## What is required
Only a number is wanted here: how many lines in the records below contain the string "casing".

[Dataset entries]
━━━━━━━━━━
//! Identifier casing.

use crate::config::NamingMode;

/// What an identifier names, which decides whether casing applies to it
#[derive(Debug, Clone, Copy, PartialEq, Eq)]
pub enum NameKind {
    /// A message interface name
    Message,
    /// An enum type name
    Enum,
    /// An enum member name
    EnumValue,
    /// A message field (interface member) name
    Field,
    /// A service interface name
    Service,
    /// An RPC method name
    Method,
}

/// Applies the run's naming mode to an identifier.
///
/// Type identifiers and enum members are always kept verbatim, since other
/// declarations refer to them by their protobuf name.
pub fn transform(identifier: &str, kind: NameKind, mode: NamingMode) -> String {
    match (mode, kind) {
        (NamingMode::CamelCase, NameKind::Field | NameKind::Method) => {
            to_lower_camel_case(identifier)
        }
        _ => identifier.to_string(),
    }
}

/// Convert a snake_case name to lowerCamelCase.
///
/// Empty segments (leading, trailing or doubled underscores) are dropped.
/// Only the first character of each segment is touched.
pub fn to_lower_camel_case(s: &str) -> String {
    let mut result = String::with_capacity(s.len());

    for (i, segment) in s.split('_').filter(|seg| !seg.is_empty()).enumerate() {
        let mut chars = segment.chars();
        if let Some(first) = chars.next() {
            if i == 0 {
                result.push(first.to_ascii_lowercase());
            } else {
                result.push(first.to_ascii_uppercase());
            }
            result.push_str(chars.as_str());
        }
    }

    result
}

#[cfg(test)]
mod tests {
    use super::*;

    #[test]
    fn test_to_lower_camel_case() {
        assert_eq!(to_lower_camel_case("hello_world"), "helloWorld");
        assert_eq!(to_lower_camel_case("fill_oauth_scope"), "fillOauthScope");
        assert_eq!(to_lower_camel_case("simple"), "simple");
        assert_eq!(to_lower_camel_case("GetFeature"), "getFeature");
    }

    #[test]
    fn test_preserves_internal_capitals() {
        assert_eq!(to_lower_camel_case("user_ID_value"), "userIDValue");
        assert_eq!(to_lower_camel_case("httpURL"), "httpURL");
    }

    #[test]
    fn test_empty_segments() {
        assert_eq!(to_lower_camel_case("_private_name"), "privateName");
        assert_eq!(to_lower_camel_case("a__b_"), "aB");
        assert_eq!(to_lower_camel_case(""), "");
    }

    #[test]
    fn test_transform_by_kind() {
        let camel = NamingMode::CamelCase;
        assert_eq!(transform("page_number", NameKind::Field, camel), "pageNumber");
        assert_eq!(transform("ListFeatures", NameKind::Method, camel), "listFeatures");
        assert_eq!(transform("Search_Request", NameKind::Message, camel), "Search_Request");
        assert_eq!(transform("NOT_SET", NameKind::EnumValue, camel), "NOT_SET");

        let verbatim = NamingMode::Verbatim;
        assert_eq!(transform("page_number", NameKind::Field, verbatim), "page_number");
        assert_eq!(transform("ListFeatures", NameKind::Method, verbatim), "ListFeatures");
    }
}
//! Comment lookup from `source_code_info`.
//!
//! protoc identifies each declaration by a path of descriptor field numbers
//! and element indices, e.g. `[4, 0, 2, 1]` is the second field of the first
//! top-level message.

use prost_types::FileDescriptorProto;
use std::collections::HashMap;

/// `FileDescriptorProto.message_type`
pub const FILE_MESSAGE: i32 = 4;
/// `FileDescriptorProto.enum_type`
pub const FILE_ENUM: i32 = 5;
/// `FileDescriptorProto.service`
pub const FILE_SERVICE: i32 = 6;
/// `DescriptorProto.field`
pub const MESSAGE_FIELD: i32 = 2;
/// `DescriptorProto.nested_type`
pub const MESSAGE_NESTED: i32 = 3;
/// `DescriptorProto.enum_type`
pub const MESSAGE_ENUM: i32 = 4;
/// `EnumDescriptorProto.value`
pub const ENUM_VALUE: i32 = 2;
/// `ServiceDescriptorProto.method`
pub const SERVICE_METHOD: i32 = 2;

/// Comments attached to one declaration
#[derive(Debug, Clone, Default, PartialEq, Eq)]
pub struct Comments {
    /// Comment block immediately above the declaration
    pub leading: Option<String>,
    /// Comment on the same line (or the line after)
    pub trailing: Option<String>,
}

/// Comments of a file, keyed by location path
#[derive(Debug, Default)]
pub struct CommentMap {
    by_path: HashMap<Vec<i32>, Comments>,
}

impl CommentMap {
    /// Collects comments from a file's source code info
    pub fn from_file(file: &FileDescriptorProto) -> Self {
        let mut by_path = HashMap::new();
        if let Some(info) = &file.source_code_info {
            for location in &info.location {
                let leading = location.leading_comments.clone().filter(|c| !c.is_empty());
                let trailing = location.trailing_comments.clone().filter(|c| !c.is_empty());
                if leading.is_none() && trailing.is_none() {
                    continue;
                }
                by_path
                    .entry(location.path.clone())
                    .or_insert(Comments { leading, trailing });
            }
        }
        Self { by_path }
    }

    /// Comments for a path, if any
    pub fn get(&self, path: &[i32]) -> Comments {
        self.by_path.get(path).cloned().unwrap_or_default()
    }
}

/// Appends `(kind, index)` to a location path
pub fn child(path: &[i32], kind: i32, index: usize) -> Vec<i32> {
    let mut path = path.to_vec();
    path.push(kind);
    path.push(index as i32);
    path
}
━━━━━━━━━━
## Problem solution
2